With your hint that perfmon_switchActiveGroup(gids[0]) should not do anything in my case helped me find the issue. I logged the activeGroup and whether a switch was performed or skipped.

It turns out that perfmon_switchActiveGroup(gids[0]) actually does perform the switch after the first interval. But my own code is at fault for that, not LIKWID.

Let's assume that gids = [0,1]. After the first iteration of the while-loop the activeGroup is 1. When perfmon_startCounters is called the activeGroup is still 1 and therefore gid 0 is never again measured after the first iteration. This also explains why perfmon_switchActiveGroup(gids[0]) does actually work. And it also becomes clear why gid 0 reports values if there was a load on the system when starting the measurement - because it keeps reporting the same values from the one initial measurement...
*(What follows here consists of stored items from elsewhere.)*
//! Infrastructure Layer
//!
//! Storage backends for users and tokens.

pub mod memory;
pub mod postgres;

pub use memory::MemoryAuthRepository;
pub use postgres::PgAuthRepository;
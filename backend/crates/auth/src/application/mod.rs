//! Application Layer
//!
//! Use cases built on top of the token policies.

pub mod config;
pub mod confirm_email;
pub mod request_password_reset;
pub mod request_verification;
pub mod reset_password;

// Re-exports
pub use config::AuthConfig;
pub use confirm_email::ConfirmEmailUseCase;
pub use request_password_reset::RequestPasswordResetUseCase;
pub use request_verification::RequestVerificationUseCase;
pub use reset_password::{ResetPasswordInput, ResetPasswordUseCase};
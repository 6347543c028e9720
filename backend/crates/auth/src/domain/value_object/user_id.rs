use kernel::id::Id;

pub struct UserMarker;

/// Opaque, stable identifier of a user record
pub type UserId = Id<UserMarker>;
//! Error Kind - Classification of errors
//!
//! [`ErrorKind`] is the coarse category every domain error maps onto.
//! Categories line up with HTTP status codes so that an outer layer can
//! translate them without knowing the domain.

use serde::Serialize;

/// Error category
///
/// ```rust
/// use kernel::error::kind::ErrorKind;
///
/// let kind = ErrorKind::NotFound;
/// assert_eq!(kind.status_code(), 404);
/// assert_eq!(kind.as_str(), "Not Found");
/// ```
#[derive(Debug, Clone, Copy, PartialEq, Eq, Serialize)]
#[serde(rename_all = "SCREAMING_SNAKE_CASE")]
#[non_exhaustive]
pub enum ErrorKind {
    /// 400 - malformed or invalid input
    BadRequest,
    /// 401 - missing or invalid credentials
    Unauthorized,
    /// 403 - authenticated but not allowed
    Forbidden,
    /// 404 - resource does not exist
    NotFound,
    /// 409 - conflicts with current state (duplicate key, ...)
    Conflict,
    /// 422 - well-formed but semantically rejected
    UnprocessableEntity,
    /// 500
    InternalServerError,
    /// 503 - dependency unavailable (database down, pool exhausted)
    ServiceUnavailable,
}

impl ErrorKind {
    /// HTTP status code for this category
    #[inline]
    pub const fn status_code(&self) -> u16 {
        match self {
            ErrorKind::BadRequest => 400,
            ErrorKind::Unauthorized => 401,
            ErrorKind::Forbidden => 403,
            ErrorKind::NotFound => 404,
            ErrorKind::Conflict => 409,
            ErrorKind::UnprocessableEntity => 422,
            ErrorKind::InternalServerError => 500,
            ErrorKind::ServiceUnavailable => 503,
        }
    }

    /// Standard reason phrase
    #[inline]
    pub const fn as_str(&self) -> &'static str {
        match self {
            ErrorKind::BadRequest => "Bad Request",
            ErrorKind::Unauthorized => "Unauthorized",
            ErrorKind::Forbidden => "Forbidden",
            ErrorKind::NotFound => "Not Found",
            ErrorKind::Conflict => "Conflict",
            ErrorKind::UnprocessableEntity => "Unprocessable Entity",
            ErrorKind::InternalServerError => "Internal Server Error",
            ErrorKind::ServiceUnavailable => "Service Unavailable",
        }
    }

    /// 5xx categories. These should be logged at error level.
    #[inline]
    pub const fn is_server_error(&self) -> bool {
        self.status_code() >= 500
    }

    #[inline]
    pub const fn is_client_error(&self) -> bool {
        let code = self.status_code();
        code >= 400 && code < 500
    }
}

impl std::fmt::Display for ErrorKind {
    fn fmt(&self, f: &mut std::fmt::Formatter<'_>) -> std::fmt::Result {
        write!(f, "{}", self.as_str())
    }
}

#[cfg(test)]
mod tests {
    use super::*;

    #[test]
    fn test_status_codes() {
        assert_eq!(ErrorKind::BadRequest.status_code(), 400);
        assert_eq!(ErrorKind::Unauthorized.status_code(), 401);
        assert_eq!(ErrorKind::Forbidden.status_code(), 403);
        assert_eq!(ErrorKind::NotFound.status_code(), 404);
        assert_eq!(ErrorKind::Conflict.status_code(), 409);
        assert_eq!(ErrorKind::UnprocessableEntity.status_code(), 422);
        assert_eq!(ErrorKind::InternalServerError.status_code(), 500);
        assert_eq!(ErrorKind::ServiceUnavailable.status_code(), 503);
    }

    #[test]
    fn test_server_vs_client() {
        assert!(ErrorKind::BadRequest.is_client_error());
        assert!(!ErrorKind::BadRequest.is_server_error());
        assert!(ErrorKind::ServiceUnavailable.is_server_error());
        assert!(!ErrorKind::InternalServerError.is_client_error());
    }

    #[test]
    fn test_serialize_screaming_snake_case() {
        let json = serde_json::to_string(&ErrorKind::UnprocessableEntity).unwrap();
        assert_eq!(json, r#""UNPROCESSABLE_ENTITY""#);
    }
}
I guess there are three solutions for this.

Either never call perfmon_startCounters and let perfmon_switchActiveGroup handle everything. Which works but may not be the cleanest solution...

while(1){
  for (size_t i = 0; i< gids.size(); i++) {
    perfmon_switchActiveGroup(gids[i]);
    usleep(setTime);
  }
  perfmon_stopCounters();
}

Or always perform a proper perfmon_setupCounters(gids[0])

while(1){
  for (size_t i = 0; i< gids.size(); i++) {
    if (i== 0){
      perfmon_setupCounters(gids[0])
      perfmon_startCounters());
    } else
      perfmon_switchActiveGroup(gids[i]);
    usleep(setTime);
  }
  perfmon_stopCounters();
}

Or as recommended by examples/monitoring.c

while(1){
  for (size_t i = 0; i< gids.size(); i++) {
    perfmon_setupCounters(gids[i])
    perfmon_startCounters());
    usleep(setTime);
    perfmon_stopCounters();
  }
}

Are there any benefits to calling setup/start/stop for each gid instead of using perfmon_switchActiveGroup?

Thank your for your help!

TomTheBear commented 10 months ago

The perfmon_switchActiveGroup code itself is basically a (if running -> stop(current)), setup(new), start(new), current = new, so in the end it does not matter whether you use perfmon_switchActiveGroup or any of the other approaches. IMHO the if-else in the second approach looks complicated, the third is the most clean.